(Stored data entries)
▽

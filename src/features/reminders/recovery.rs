//! Startup recovery of pending reminders

use anyhow::{Context, Result};
use chrono::Utc;
use log::info;

use super::scheduler::DeliveryScheduler;

impl DeliveryScheduler {
    /// Re-arm every pending reminder in the store
    ///
    /// Run once at startup, before inbound messages are accepted. Each record
    /// keeps its stored `deliver_at`; overdue ones fire right away. Reminders
    /// already armed in this process are skipped, so calling this again is
    /// harmless. A store failure here is fatal to startup.
    ///
    /// Returns the number of reminders newly armed.
    pub async fn recover_all(&self) -> Result<usize> {
        let pending = self
            .store
            .list_pending()
            .await
            .context("Failed to load pending reminders")?;

        let now = Utc::now();
        let overdue = pending.iter().filter(|r| r.is_due(now)).count();
        info!(
            "📦 Restoring {} pending reminders ({} overdue)...",
            pending.len(),
            overdue
        );

        let armed = pending
            .into_iter()
            .filter_map(|record| self.schedule(record))
            .count();

        info!("📦 {armed} reminders re-armed");
        Ok(armed)
    }
}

△

DIRECTIONS FOR THIS TASK: State the number of lines in the records that include "recovery", and write nothing else.

REPLY: 2